===== SOURCE RECORDS
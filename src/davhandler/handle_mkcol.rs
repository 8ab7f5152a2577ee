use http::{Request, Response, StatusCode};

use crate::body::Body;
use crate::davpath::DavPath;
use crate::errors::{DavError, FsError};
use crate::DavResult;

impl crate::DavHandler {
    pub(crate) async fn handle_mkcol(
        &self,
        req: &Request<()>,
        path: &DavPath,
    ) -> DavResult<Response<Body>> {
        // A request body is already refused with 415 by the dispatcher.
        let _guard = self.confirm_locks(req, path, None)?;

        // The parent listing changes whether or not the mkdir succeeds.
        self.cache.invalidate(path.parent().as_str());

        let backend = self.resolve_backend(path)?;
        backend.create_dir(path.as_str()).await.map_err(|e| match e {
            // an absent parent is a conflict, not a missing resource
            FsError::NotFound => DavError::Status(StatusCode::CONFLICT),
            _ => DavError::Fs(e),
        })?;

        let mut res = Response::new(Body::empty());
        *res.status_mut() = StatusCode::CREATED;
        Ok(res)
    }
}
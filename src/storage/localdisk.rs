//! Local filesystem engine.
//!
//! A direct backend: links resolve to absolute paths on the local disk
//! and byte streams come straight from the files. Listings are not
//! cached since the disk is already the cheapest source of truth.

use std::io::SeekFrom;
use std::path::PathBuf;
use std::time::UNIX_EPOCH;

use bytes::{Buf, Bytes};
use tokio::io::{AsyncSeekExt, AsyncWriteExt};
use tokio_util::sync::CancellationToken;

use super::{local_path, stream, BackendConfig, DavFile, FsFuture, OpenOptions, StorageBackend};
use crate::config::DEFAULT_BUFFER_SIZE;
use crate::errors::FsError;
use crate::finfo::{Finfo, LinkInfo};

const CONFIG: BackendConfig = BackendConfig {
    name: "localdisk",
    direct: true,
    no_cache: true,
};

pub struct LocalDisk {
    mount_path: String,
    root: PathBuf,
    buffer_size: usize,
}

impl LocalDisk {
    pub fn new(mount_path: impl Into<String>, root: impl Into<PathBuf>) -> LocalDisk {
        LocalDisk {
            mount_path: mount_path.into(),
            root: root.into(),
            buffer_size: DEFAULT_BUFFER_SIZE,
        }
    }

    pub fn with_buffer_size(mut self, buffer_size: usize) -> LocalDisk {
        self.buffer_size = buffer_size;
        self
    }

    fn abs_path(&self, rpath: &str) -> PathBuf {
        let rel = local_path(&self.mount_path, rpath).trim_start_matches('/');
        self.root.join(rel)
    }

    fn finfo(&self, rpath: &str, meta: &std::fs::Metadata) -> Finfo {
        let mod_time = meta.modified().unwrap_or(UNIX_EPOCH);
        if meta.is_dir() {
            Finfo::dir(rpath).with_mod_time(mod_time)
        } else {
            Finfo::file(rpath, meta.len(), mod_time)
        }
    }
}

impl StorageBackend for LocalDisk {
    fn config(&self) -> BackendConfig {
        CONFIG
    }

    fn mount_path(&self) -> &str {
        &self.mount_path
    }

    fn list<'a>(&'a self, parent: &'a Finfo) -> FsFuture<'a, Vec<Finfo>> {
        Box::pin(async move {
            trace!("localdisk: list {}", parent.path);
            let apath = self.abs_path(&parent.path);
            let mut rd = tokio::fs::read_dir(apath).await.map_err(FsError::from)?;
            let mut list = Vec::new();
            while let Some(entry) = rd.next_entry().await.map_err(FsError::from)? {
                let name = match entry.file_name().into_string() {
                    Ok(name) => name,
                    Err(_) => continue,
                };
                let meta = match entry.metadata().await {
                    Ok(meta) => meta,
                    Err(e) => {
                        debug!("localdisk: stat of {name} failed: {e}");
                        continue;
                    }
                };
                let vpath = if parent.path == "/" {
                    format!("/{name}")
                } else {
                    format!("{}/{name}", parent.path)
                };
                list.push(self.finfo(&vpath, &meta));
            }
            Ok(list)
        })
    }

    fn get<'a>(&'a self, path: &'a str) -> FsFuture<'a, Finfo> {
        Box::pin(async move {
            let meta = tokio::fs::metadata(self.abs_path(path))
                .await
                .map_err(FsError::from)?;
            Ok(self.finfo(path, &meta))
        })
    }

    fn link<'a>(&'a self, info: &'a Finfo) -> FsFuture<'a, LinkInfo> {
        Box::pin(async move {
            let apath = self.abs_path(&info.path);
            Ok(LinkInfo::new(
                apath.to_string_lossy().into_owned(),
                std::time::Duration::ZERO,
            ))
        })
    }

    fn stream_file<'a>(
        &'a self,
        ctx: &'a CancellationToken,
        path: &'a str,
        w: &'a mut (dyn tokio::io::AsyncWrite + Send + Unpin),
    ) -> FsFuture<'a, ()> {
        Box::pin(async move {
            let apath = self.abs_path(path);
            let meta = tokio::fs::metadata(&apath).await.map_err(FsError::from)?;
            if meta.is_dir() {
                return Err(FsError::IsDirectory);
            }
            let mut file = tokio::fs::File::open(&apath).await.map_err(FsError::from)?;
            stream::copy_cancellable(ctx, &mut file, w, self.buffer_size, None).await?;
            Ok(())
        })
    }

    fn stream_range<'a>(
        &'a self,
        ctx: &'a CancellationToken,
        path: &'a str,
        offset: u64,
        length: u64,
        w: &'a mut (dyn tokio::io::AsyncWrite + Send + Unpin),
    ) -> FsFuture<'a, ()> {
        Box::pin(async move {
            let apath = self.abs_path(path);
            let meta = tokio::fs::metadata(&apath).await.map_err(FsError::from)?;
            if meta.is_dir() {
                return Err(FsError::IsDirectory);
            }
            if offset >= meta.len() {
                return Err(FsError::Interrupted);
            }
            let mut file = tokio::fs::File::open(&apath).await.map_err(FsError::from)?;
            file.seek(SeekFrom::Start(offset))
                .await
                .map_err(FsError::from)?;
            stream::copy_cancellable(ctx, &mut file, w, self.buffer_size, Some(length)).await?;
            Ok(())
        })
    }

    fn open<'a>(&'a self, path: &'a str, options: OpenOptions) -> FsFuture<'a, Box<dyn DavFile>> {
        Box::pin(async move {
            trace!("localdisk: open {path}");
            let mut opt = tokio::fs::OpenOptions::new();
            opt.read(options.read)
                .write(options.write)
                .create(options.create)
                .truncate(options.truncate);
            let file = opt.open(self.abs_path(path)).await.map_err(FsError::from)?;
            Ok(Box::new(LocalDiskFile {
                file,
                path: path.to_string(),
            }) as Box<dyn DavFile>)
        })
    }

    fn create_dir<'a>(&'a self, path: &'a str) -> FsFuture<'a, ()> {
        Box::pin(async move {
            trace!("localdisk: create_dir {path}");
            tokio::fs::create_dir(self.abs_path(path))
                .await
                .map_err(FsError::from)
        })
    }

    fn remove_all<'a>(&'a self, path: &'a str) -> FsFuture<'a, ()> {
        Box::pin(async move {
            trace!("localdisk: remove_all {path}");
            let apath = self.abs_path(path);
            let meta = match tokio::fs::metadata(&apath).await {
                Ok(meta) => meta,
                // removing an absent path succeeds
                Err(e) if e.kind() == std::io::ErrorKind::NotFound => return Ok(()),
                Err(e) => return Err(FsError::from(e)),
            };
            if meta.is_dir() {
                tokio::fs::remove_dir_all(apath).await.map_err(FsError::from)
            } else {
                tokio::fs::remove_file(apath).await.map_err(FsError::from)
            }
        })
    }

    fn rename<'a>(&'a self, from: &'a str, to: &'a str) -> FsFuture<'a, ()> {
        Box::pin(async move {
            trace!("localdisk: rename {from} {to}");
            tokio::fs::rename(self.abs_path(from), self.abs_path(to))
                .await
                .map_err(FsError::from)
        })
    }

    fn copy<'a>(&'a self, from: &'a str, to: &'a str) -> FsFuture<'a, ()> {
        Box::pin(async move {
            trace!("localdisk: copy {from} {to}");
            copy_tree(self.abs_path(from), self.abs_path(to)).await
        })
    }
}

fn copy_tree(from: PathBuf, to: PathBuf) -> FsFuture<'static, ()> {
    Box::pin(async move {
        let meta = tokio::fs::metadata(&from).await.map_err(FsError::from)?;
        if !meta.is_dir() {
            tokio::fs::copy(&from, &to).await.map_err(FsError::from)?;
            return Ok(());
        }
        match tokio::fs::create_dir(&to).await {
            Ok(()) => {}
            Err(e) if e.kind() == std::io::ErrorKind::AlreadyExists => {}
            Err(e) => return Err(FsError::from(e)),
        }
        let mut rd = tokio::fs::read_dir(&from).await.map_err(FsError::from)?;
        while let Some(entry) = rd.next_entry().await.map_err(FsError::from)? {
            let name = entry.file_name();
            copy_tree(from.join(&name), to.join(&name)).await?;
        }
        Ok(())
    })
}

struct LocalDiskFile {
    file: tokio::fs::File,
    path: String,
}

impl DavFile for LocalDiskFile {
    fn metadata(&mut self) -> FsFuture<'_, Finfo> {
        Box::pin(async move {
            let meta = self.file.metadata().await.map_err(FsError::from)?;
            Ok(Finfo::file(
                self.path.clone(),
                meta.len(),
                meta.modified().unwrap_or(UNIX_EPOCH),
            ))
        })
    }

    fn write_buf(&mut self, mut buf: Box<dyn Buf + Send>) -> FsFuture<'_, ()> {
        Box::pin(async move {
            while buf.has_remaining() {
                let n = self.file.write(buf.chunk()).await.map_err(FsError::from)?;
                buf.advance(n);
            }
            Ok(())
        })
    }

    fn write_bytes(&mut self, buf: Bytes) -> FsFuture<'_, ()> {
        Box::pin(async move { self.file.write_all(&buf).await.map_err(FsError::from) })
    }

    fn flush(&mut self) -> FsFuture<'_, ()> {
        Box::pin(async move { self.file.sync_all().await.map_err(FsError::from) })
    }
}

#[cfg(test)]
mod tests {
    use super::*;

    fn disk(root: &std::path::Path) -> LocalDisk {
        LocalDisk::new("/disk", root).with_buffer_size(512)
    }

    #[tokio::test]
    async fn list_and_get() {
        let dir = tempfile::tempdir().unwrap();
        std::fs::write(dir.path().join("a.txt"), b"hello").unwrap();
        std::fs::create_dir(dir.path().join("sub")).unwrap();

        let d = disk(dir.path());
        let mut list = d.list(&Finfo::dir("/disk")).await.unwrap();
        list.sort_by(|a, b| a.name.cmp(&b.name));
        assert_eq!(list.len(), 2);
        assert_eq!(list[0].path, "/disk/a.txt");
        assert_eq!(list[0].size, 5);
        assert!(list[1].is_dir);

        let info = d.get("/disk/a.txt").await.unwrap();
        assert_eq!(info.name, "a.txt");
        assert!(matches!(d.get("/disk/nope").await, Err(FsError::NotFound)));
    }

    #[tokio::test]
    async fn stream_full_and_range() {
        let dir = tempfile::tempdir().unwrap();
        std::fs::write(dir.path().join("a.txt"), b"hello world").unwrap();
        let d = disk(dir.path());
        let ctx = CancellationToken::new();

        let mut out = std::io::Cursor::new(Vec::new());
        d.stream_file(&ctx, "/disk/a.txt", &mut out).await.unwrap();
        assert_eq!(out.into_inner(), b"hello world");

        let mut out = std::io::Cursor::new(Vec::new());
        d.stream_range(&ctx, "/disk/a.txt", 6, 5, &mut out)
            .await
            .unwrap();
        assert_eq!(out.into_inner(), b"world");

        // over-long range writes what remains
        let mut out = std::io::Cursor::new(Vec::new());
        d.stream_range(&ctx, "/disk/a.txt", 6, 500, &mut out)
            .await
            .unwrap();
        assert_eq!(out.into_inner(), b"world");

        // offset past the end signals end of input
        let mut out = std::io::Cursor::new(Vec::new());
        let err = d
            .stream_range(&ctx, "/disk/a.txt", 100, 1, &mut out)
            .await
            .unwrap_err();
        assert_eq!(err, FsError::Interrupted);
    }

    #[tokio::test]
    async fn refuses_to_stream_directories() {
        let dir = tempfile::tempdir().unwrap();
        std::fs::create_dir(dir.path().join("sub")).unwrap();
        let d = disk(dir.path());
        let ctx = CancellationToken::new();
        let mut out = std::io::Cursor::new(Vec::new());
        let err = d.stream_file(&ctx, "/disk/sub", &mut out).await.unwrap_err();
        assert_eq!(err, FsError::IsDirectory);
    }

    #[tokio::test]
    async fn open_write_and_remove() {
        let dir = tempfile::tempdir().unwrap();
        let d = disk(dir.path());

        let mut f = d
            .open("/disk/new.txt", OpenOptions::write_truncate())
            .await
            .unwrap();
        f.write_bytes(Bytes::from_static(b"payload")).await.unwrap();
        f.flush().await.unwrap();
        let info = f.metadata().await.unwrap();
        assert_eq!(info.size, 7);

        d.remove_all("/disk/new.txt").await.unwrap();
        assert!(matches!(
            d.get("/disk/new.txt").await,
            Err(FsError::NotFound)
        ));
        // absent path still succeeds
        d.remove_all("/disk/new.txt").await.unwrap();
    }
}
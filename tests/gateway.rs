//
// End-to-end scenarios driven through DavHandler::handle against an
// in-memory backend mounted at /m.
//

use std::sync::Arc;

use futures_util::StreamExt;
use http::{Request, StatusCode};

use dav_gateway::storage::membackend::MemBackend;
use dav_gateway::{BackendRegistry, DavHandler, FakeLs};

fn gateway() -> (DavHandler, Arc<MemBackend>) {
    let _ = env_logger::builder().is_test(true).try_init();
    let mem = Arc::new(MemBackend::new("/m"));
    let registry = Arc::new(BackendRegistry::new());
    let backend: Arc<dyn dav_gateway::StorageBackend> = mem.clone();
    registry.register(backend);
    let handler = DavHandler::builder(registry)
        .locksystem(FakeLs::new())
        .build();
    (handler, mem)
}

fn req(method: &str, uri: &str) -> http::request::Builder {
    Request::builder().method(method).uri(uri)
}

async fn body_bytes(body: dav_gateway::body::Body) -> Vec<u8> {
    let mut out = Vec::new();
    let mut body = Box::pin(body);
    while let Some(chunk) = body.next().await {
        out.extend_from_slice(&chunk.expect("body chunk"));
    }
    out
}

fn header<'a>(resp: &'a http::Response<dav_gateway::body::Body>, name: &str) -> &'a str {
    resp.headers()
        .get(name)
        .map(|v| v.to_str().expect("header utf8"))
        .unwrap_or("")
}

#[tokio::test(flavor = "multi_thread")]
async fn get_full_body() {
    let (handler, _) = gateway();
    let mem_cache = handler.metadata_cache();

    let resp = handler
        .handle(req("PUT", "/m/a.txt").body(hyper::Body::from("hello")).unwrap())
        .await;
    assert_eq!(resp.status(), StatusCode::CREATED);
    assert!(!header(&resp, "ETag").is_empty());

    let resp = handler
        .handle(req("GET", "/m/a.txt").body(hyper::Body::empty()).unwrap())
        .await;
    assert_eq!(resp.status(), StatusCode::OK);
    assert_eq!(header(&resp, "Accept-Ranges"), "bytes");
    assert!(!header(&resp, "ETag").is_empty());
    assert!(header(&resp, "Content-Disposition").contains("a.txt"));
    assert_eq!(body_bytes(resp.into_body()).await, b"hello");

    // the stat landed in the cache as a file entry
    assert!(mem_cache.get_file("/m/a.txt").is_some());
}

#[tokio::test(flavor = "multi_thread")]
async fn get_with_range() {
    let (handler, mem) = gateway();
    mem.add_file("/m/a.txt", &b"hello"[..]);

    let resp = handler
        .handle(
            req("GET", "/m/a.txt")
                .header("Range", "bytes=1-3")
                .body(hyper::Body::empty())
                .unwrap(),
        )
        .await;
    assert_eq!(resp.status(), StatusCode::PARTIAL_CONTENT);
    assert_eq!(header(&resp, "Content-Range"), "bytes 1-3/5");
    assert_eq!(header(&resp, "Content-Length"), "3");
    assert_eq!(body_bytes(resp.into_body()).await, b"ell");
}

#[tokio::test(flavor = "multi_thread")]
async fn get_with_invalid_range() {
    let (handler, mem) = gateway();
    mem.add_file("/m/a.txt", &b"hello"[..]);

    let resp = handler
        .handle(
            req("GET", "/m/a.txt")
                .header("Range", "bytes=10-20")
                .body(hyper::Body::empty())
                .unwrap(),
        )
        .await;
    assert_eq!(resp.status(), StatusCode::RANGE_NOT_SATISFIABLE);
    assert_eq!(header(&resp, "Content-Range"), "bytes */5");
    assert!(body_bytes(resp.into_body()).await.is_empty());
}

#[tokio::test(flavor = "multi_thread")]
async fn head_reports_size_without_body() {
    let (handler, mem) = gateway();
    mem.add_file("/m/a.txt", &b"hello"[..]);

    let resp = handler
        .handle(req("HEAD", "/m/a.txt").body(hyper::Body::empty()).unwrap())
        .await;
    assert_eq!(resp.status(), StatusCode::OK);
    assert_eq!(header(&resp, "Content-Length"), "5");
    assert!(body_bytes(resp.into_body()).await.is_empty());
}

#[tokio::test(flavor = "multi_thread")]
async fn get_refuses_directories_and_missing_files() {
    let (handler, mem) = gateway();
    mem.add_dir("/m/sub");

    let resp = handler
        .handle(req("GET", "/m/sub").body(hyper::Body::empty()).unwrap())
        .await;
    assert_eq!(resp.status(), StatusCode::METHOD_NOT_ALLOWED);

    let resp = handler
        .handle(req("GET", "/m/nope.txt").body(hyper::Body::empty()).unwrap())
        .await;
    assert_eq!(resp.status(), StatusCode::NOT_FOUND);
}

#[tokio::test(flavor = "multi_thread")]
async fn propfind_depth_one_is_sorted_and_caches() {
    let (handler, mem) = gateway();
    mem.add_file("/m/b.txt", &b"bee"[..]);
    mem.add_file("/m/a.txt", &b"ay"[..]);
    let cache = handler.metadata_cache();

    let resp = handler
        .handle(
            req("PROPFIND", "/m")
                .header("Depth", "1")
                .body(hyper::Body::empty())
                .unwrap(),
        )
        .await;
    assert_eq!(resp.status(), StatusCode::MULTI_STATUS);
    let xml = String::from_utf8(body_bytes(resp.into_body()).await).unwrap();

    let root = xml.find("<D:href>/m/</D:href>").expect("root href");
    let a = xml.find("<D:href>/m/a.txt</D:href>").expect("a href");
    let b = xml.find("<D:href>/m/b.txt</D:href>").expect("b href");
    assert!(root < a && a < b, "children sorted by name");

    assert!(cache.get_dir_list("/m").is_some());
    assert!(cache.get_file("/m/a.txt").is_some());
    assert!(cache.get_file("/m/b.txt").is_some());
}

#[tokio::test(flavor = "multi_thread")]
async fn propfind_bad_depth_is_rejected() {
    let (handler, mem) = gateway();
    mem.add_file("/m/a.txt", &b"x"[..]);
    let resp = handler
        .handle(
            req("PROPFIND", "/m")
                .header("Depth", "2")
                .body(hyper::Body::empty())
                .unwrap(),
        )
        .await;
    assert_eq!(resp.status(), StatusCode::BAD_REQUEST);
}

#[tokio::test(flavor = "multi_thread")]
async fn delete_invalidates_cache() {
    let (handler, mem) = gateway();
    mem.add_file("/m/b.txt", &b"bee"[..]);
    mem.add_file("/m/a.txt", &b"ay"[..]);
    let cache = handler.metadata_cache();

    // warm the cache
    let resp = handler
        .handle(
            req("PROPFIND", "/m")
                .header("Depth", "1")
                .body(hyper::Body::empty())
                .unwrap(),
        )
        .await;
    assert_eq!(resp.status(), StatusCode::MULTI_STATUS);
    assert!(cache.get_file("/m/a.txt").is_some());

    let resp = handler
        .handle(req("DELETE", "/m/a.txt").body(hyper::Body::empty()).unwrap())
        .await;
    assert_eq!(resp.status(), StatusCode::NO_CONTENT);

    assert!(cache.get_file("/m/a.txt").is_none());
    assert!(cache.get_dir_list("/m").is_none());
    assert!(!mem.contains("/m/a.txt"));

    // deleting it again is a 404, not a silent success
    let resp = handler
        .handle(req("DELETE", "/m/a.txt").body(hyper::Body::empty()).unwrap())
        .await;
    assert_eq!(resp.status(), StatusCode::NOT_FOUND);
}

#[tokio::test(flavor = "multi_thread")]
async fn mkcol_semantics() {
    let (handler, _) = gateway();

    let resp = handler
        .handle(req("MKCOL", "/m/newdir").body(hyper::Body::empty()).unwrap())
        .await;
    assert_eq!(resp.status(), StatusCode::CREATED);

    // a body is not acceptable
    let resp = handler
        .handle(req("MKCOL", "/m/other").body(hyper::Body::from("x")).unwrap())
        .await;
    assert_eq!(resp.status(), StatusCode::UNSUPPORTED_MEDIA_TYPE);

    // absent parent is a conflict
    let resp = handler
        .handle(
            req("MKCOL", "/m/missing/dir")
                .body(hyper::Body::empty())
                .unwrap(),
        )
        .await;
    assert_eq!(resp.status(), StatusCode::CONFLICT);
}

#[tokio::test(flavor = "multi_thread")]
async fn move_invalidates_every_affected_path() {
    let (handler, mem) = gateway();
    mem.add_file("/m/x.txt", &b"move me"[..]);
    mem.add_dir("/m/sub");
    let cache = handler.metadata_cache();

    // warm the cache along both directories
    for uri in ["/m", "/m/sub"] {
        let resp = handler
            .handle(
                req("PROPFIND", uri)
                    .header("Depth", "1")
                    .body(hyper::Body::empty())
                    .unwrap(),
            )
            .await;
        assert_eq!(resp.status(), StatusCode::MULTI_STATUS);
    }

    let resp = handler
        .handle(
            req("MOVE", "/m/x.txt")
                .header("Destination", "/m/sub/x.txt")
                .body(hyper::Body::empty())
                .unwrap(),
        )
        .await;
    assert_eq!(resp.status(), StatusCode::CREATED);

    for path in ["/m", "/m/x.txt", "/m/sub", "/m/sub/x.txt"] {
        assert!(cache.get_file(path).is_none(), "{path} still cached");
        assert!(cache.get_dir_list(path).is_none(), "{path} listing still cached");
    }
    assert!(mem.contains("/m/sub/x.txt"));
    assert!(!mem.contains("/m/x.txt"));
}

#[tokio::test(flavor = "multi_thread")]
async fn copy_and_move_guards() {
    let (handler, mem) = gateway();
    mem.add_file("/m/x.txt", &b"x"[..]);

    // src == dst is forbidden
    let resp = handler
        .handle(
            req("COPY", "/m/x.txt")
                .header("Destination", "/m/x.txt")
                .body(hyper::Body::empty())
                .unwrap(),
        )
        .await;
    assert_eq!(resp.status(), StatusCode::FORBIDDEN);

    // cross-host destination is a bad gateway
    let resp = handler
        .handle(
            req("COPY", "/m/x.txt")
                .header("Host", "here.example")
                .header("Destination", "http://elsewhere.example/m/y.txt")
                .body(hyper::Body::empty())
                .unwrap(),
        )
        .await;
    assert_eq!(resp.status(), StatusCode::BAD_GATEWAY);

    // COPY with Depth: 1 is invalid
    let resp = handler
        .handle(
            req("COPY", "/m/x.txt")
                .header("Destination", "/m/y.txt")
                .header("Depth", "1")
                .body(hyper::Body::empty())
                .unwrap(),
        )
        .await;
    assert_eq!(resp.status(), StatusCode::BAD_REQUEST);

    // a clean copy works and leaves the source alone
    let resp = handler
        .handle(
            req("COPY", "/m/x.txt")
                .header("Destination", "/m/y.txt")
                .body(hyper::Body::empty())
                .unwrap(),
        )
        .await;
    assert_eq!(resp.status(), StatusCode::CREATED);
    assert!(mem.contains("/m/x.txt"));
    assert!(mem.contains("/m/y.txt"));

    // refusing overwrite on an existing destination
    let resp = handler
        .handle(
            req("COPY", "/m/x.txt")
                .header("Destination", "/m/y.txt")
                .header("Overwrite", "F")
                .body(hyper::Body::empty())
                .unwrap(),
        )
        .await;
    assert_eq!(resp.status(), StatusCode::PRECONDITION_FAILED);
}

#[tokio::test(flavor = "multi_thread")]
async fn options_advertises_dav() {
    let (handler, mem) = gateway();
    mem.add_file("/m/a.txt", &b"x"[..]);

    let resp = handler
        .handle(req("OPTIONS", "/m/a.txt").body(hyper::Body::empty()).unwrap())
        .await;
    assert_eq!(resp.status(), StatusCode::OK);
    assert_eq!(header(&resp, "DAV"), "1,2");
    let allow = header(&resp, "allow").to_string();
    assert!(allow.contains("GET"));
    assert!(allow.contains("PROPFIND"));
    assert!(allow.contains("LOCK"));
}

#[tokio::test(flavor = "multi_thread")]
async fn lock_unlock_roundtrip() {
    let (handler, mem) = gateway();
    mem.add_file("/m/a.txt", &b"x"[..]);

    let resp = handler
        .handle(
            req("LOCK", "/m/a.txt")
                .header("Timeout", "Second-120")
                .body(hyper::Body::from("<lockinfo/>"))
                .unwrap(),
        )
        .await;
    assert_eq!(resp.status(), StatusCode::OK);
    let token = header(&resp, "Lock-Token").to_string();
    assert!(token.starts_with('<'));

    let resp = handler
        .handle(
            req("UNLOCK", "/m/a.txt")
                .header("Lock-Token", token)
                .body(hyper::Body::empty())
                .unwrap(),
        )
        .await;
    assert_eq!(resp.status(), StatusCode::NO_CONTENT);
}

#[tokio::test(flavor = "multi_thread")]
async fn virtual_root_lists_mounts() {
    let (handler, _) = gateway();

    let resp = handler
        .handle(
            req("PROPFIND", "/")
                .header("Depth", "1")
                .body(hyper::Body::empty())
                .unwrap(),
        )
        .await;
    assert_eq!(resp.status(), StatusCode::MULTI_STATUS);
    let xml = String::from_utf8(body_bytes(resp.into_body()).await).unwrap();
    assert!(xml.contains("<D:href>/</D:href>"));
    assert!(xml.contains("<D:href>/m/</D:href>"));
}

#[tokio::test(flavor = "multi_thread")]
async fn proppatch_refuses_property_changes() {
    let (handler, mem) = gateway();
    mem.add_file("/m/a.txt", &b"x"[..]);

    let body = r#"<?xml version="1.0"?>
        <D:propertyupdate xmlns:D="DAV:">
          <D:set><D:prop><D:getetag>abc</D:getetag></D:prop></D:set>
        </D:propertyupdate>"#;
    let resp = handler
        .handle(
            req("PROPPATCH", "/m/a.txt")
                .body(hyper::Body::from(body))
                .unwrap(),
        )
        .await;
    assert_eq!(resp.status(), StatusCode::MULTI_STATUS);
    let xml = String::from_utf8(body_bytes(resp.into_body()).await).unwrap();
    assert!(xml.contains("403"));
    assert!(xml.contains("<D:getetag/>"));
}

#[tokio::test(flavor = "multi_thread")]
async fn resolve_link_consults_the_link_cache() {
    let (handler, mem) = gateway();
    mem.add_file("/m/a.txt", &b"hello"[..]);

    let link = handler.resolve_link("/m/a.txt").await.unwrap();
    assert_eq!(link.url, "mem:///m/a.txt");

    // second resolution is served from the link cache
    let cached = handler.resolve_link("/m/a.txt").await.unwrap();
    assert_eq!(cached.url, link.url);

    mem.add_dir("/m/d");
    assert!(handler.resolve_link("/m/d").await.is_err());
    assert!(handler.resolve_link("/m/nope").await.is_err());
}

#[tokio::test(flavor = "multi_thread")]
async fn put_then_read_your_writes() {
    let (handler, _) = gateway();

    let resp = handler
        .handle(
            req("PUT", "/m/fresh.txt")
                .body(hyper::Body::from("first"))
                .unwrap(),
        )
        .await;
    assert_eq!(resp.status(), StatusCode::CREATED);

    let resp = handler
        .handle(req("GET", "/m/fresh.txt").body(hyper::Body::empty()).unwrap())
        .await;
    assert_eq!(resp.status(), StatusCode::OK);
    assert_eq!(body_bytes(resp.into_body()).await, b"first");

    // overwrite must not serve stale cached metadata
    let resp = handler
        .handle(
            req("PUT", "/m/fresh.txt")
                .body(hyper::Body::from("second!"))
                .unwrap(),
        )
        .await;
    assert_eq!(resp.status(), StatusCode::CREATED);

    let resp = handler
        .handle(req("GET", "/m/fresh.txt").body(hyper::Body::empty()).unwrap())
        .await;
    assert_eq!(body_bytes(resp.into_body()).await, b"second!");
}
==========
- WORK REQUIRED: For each line in the material above that contains the string "DavFile", make a copy.

- WRITTEN SOLUTION:
use super::{local_path, stream, BackendConfig, DavFile, FsFuture, OpenOptions, StorageBackend};
    fn open<'a>(&'a self, path: &'a str, options: OpenOptions) -> FsFuture<'a, Box<dyn DavFile>> {
            }) as Box<dyn DavFile>)
impl DavFile for LocalDiskFile {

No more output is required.